SGS: And so what would you now say to people who are claiming that the WTO after it’s breakthrough in Bali is now just basking in the glow of Bali and yet again resting on its laurels and waning in influence?

KR: I think those people don’t know Roberto Azevedo! Because if you know him, you will know that that is not at all what is going on. We’re in a moment right now where people are looking at how to move forward, they know the approach we’ve been taking doesn’t work. And those people that insist that we keep going about things in exactly the way we have done before, to them – the director general and the negotiating groups – pose the question: what is different today than in 2008 that would make an agreement possible, doing things this way, where it hasn’t been possible for the last six years? And so far no one has answered that question. So people are at least beginning to say, “Hmm, let’s listen to hear what people’s perspectives are.”

Now, we’re not suggesting that we throw away all the work that’s been done before – by no means do we suggest that. But you need to take the elements of these existing negotiating texts and find the bits that work and maybe you have to make some alternations or you have to supplement them in some way; these are the types of discussions, they’re highly technical, that being discussed now.

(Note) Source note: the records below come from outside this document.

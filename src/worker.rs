//! The polling loop: select candidates, race for a lease, execute, record the outcome.

use std::{any::Any, sync::Arc};

use tokio::time::Instant;
use tokio_util::sync::CancellationToken;
use tracing::{error, info, instrument, warn};

use crate::{
    codec::{Decoded, PayloadCodec},
    config::WorkerConfig,
    error::{error_report, ConfigError, StoreError},
    lock::lock_exclusively,
    retry::{self, Disposition, Outcome},
    store::{CandidateQuery, JobStore},
    types::{DateTime, JobRecord},
};

/// Message recorded when a job overruns `max_run_time`.
pub const EXPIRED_MESSAGE: &str = "execution expired";

/// Counts from one `work_off` batch.
#[derive(Debug, Clone, Copy, Default, PartialEq, Eq)]
pub struct WorkStats {
    pub succeeded: usize,
    pub failed: usize,
}

impl WorkStats {
    pub fn total(&self) -> usize {
        self.succeeded + self.failed
    }
}

pub struct Worker<S: ?Sized, C> {
    store: Arc<S>,
    codec: Arc<C>,
    config: WorkerConfig,
    name: String,
}

impl<S, C> Worker<S, C>
where
    S: JobStore + ?Sized,
    C: PayloadCodec,
{
    /// Fails when `config` could never select a job.
    pub fn new(store: Arc<S>, codec: Arc<C>, config: WorkerConfig) -> Result<Self, ConfigError> {
        config.validate()?;
        let name = config.worker_name();
        Ok(Self {
            store,
            codec,
            config,
            name,
        })
    }

    pub fn name(&self) -> &str {
        &self.name
    }

    pub fn config(&self) -> &WorkerConfig {
        &self.config
    }

    /// Runs until `shutdown` fires. The job in flight is allowed to finish,
    /// then every lease this worker still holds is released.
    pub async fn start(&self, shutdown: CancellationToken) -> Result<(), StoreError> {
        info!(worker = %self.name, "*** Starting job worker {}", self.name);

        loop {
            let started = Instant::now();
            let stats = match self.work_off_until(self.config.batch_size, &shutdown).await {
                Ok(stats) => stats,
                Err(err) => {
                    error!(worker = %self.name, error = %err, "job cycle aborted by store error");
                    WorkStats::default()
                }
            };

            if shutdown.is_cancelled() {
                break;
            }

            if stats.total() == 0 {
                tokio::select! {
                    _ = shutdown.cancelled() => break,
                    _ = tokio::time::sleep(self.config.sleep_delay) => {}
                }
            } else {
                let rate = stats.total() as f64 / started.elapsed().as_secs_f64().max(f64::EPSILON);
                info!(
                    worker = %self.name,
                    processed = stats.total(),
                    failed = stats.failed,
                    "{} jobs processed at {:.4} j/s, {} failed ...",
                    stats.total(),
                    rate,
                    stats.failed,
                );
            }
        }

        info!(worker = %self.name, "Exiting...");
        let cleared = self.store.clear_locks(&self.name).await?;
        info!(worker = %self.name, cleared, "job worker stopped");
        Ok(())
    }

    /// Works off up to `num` jobs, stopping early once nothing can be locked.
    ///
    /// Errors only when candidates cannot be fetched or locked; a store error
    /// while recording one job's outcome counts that job as failed.
    pub async fn work_off(&self, num: usize) -> Result<WorkStats, StoreError> {
        self.work_off_until(num, &CancellationToken::new()).await
    }

    async fn work_off_until(
        &self,
        num: usize,
        shutdown: &CancellationToken,
    ) -> Result<WorkStats, StoreError> {
        let mut stats = WorkStats::default();

        for _ in 0..num {
            match self.reserve_and_run_one_job().await? {
                Some(true) => stats.succeeded += 1,
                Some(false) => stats.failed += 1,
                None => break,
            }
            if shutdown.is_cancelled() {
                break;
            }
        }

        Ok(stats)
    }

    /// Locks the first candidate it can and runs it. `None` when no job could be locked.
    async fn reserve_and_run_one_job(&self) -> Result<Option<bool>, StoreError> {
        let query = CandidateQuery {
            worker: self.name.clone(),
            max_run_time: self.config.max_run_time,
            min_priority: self.config.min_priority,
            max_priority: self.config.max_priority,
            limit: self.config.candidate_limit,
        };

        // A few candidates so a lost race can fall through to the next one.
        for mut job in self.store.fetch_candidates(&query).await? {
            if lock_exclusively(&*self.store, &mut job, &self.name, self.config.max_run_time)
                .await?
            {
                info!(worker = %self.name, job_id = %job.id, "acquired lock on job {}", job.id);
                let job_id = job.id;
                return match self.run(job).await {
                    Ok(succeeded) => Ok(Some(succeeded)),
                    Err(err) => {
                        error!(
                            worker = %self.name,
                            job_id = %job_id,
                            error = %error_report(&err),
                            "failed to record the outcome of job {}",
                            job_id
                        );
                        Ok(Some(false))
                    }
                };
            }
            warn!(
                worker = %self.name,
                job_id = %job.id,
                "failed to acquire exclusive lock for job {}",
                job.id
            );
        }

        Ok(None)
    }

    /// Executes a job this worker already holds and records the outcome.
    /// Returns whether the job succeeded.
    #[instrument(skip_all, fields(job_id = %job.id, worker = %self.name), err)]
    pub async fn run(&self, mut job: JobRecord) -> Result<bool, StoreError> {
        let started = Instant::now();
        job.attempts = job.attempts.saturating_add(1);

        let (outcome, decoded) = match self.codec.decode(&job.payload) {
            Ok(decoded) => (self.execute(&decoded).await, Some(decoded)),
            Err(err) => (Outcome::Terminal(error_report(&err)), None),
        };
        let name = job_name(decoded.as_ref());

        match outcome {
            Outcome::Succeeded => {
                self.complete(&mut job).await?;
                info!(
                    "* [JOB] {} completed after {:.4}",
                    name,
                    started.elapsed().as_secs_f64()
                );
                Ok(true)
            }
            Outcome::Retryable(message) => {
                self.handle_failed_job(&mut job, decoded.as_ref(), &name, message, false)
                    .await?;
                Ok(false)
            }
            Outcome::Terminal(message) => {
                self.handle_failed_job(&mut job, decoded.as_ref(), &name, message, true)
                    .await?;
                Ok(false)
            }
        }
    }

    /// Invokes the work item on its own task, bounded by `max_run_time`.
    async fn execute(&self, decoded: &Decoded) -> Outcome {
        let item = Arc::clone(&decoded.item);
        let mut task = tokio::spawn(async move { item.perform().await });

        match tokio::time::timeout(self.config.max_run_time, &mut task).await {
            Ok(Ok(Ok(()))) => Outcome::Succeeded,
            Ok(Ok(Err(err))) => Outcome::Retryable(error_report(&*err)),
            Ok(Err(join_err)) if join_err.is_panic() => Outcome::Retryable(format!(
                "job panicked: {}",
                panic_message(join_err.into_panic())
            )),
            Ok(Err(join_err)) => Outcome::Retryable(join_err.to_string()),
            Err(_) => {
                task.abort();
                Outcome::Retryable(EXPIRED_MESSAGE.to_string())
            }
        }
    }

    async fn complete(&self, job: &mut JobRecord) -> Result<(), StoreError> {
        let held = if self.config.destroy_successful_jobs {
            self.store.delete_held(job.id, &self.name).await?
        } else {
            job.finished_at = Some(self.store.now().await?);
            job.failed_at = None;
            job.unlock();
            if self.config.clear_successful_errors {
                job.last_error = None;
            }
            self.store.update_held(job, &self.name).await?
        };

        if !held {
            self.lease_lost(job);
        }
        Ok(())
    }

    async fn handle_failed_job(
        &self,
        job: &mut JobRecord,
        decoded: Option<&Decoded>,
        name: &str,
        message: String,
        force_terminal: bool,
    ) -> Result<(), StoreError> {
        error!(
            job_id = %job.id,
            attempts = job.attempts,
            "* [JOB] {} failed with {} - {} failed attempts",
            name,
            message.lines().next().unwrap_or_default(),
            job.attempts
        );
        self.reschedule(job, message, decoded, force_terminal).await?;
        Ok(())
    }

    /// Records `error` on `job`, then either retries later with backoff or
    /// gives up for good when `force_terminal` is set or attempts are exhausted.
    ///
    /// Writes only land while this worker still holds the job's lease.
    pub async fn reschedule(
        &self,
        job: &mut JobRecord,
        error: String,
        decoded: Option<&Decoded>,
        force_terminal: bool,
    ) -> Result<Disposition, StoreError> {
        job.last_error = Some(error);
        let now = self.store.now().await?;
        let disposition =
            retry::decide(job.attempts, self.config.max_attempts, force_terminal, now);

        match disposition {
            Disposition::Reschedule { run_at } => {
                job.run_at = run_at;
                job.unlock();
                if !self.store.update_held(job, &self.name).await? {
                    self.lease_lost(job);
                }
            }
            Disposition::GiveUp => self.remove(job, decoded, now).await?,
        }

        Ok(disposition)
    }

    /// Persists the terminal state, then notifies the hook. A failed write
    /// leaves the lease in place, so the hook only ever sees a committed removal.
    async fn remove(
        &self,
        job: &mut JobRecord,
        decoded: Option<&Decoded>,
        now: DateTime,
    ) -> Result<(), StoreError> {
        info!(
            job_id = %job.id,
            "* [JOB] PERMANENTLY removing {} because of {} consecutive failures.",
            job_name(decoded),
            job.attempts
        );

        let held = if self.config.destroy_failed_jobs {
            self.store.delete_held(job.id, &self.name).await?
        } else {
            job.failed_at = Some(now);
            job.finished_at = None;
            job.unlock();
            self.store.update_held(job, &self.name).await?
        };
        if !held {
            self.lease_lost(job);
            return Ok(());
        }

        if let Some(hook) = decoded.and_then(|d| d.item.permanent_failure_hook()) {
            let error = job.last_error.as_deref().unwrap_or_default();
            if let Err(err) = hook.on_permanent_failure(job, error).await {
                warn!(
                    job_id = %job.id,
                    error = %error_report(&*err),
                    "permanent failure hook failed"
                );
            }
        }

        Ok(())
    }

    /// Another worker took the job over, or it was deleted, while it ran.
    fn lease_lost(&self, job: &JobRecord) {
        warn!(
            worker = %self.name,
            job_id = %job.id,
            "lease on job {} was lost before its outcome was recorded",
            job.id
        );
    }
}

fn job_name(decoded: Option<&Decoded>) -> String {
    decoded.map_or_else(|| "Error".to_string(), Decoded::name)
}

fn panic_message(payload: Box<dyn Any + Send>) -> String {
    if let Some(message) = payload.downcast_ref::<&str>() {
        message.to_string()
    } else if let Some(message) = payload.downcast_ref::<String>() {
        message.clone()
    } else {
        "unknown panic".to_string()
    }
}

Suggestions are being fed through, a lot of data has been analyzed, and the picture in the marketplace is different today to what it was before. Members want a very clear picture about what’s happening and we’re working on that for them right now. And my expectation is that in the latter part of this year, the last quarter of this year, there’ll be an awful lot of hard work going on in Geneva – like we had last year – and hopefully it’ll produce the same effect.